The X-ray photons so emitted form the continuous X-ray spectrum.

(1) Minimum wavelength :  When the electron looses whole of it's energy in a single collision with the atom, an X-ray photon of maximum energy h\[{{v}_{\max }}\] is emitted i.e.\[\frac{1}{2}m{{v}^{2}}=eV=h{{\nu }_{\max }}=\frac{hc}{{{\lambda }_{\min }}}\]

where v = velocity of electron before collision with target atom, V = potential difference through which electron is accelerated, c = speed of light \[=3\times {{10}^{8}}\,m/s\]

Maximum frequency of radiations (X-rays) \[{{\nu }_{\max }}=\frac{eV}{h}\]
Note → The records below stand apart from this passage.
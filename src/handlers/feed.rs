use axum::{
    extract::{Query, State},
    http::StatusCode,
    response::{IntoResponse, Response},
    Extension,
};
use serde::Deserialize;

use crate::error::{AppError, Result};
use crate::middleware_layer::session::CurrentAccount;
use crate::services::feed::{self as feed_service, FeedOptions};
use crate::state::AppState;

/// The query parameters for the feed. Client-controlled; passed to the core
/// as integers only.
#[derive(Deserialize)]
pub struct FeedQuery {
    #[serde(default)]
    pub limit: Option<u32>,
    #[serde(default)]
    pub offset: Option<u32>,
}

/// Serves the posts the current viewer may see.
#[axum::debug_handler]
pub async fn feed(
    State(state): State<AppState>,
    Extension(current): Extension<CurrentAccount>,
    Query(query): Query<FeedQuery>,
) -> Result<Response> {
    let entries = feed_service::get_visible_posts(
        &state,
        current.0.as_deref(),
        FeedOptions {
            limit: query.limit,
            offset: query.offset,
        },
    )
    .await?;

    let response = sonic_rs::to_string(&entries)
        .map_err(|e| AppError::Internal(format!("Feed serialization failed: {}", e)))?;

    Ok((StatusCode::OK, response).into_response())
}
Minimum wavelength = cut off wavelength of X-ray

\[{{\lambda }_{\min }}=\frac{hc}{eV}=\frac{12375}{V}{\AA}\]

(2) Intensity wavelength graph : The continuous X-ray spectra consist of all the wavelengths over a given range. These wavelength are of different intensities. Following figure shows the intensity variation of different wavelengths for various accelerating voltages applied to X-ray tube.

For each voltage, the intensity curve starts at a particular minimum wavelength \[({{\lambda }_{\min }})\]. Rises rapidly to a maximum and then drops gradually.

The wavelength at which the intensity is maximum depends on the accelerating voltage, being shorter for higher voltage and vice-versa.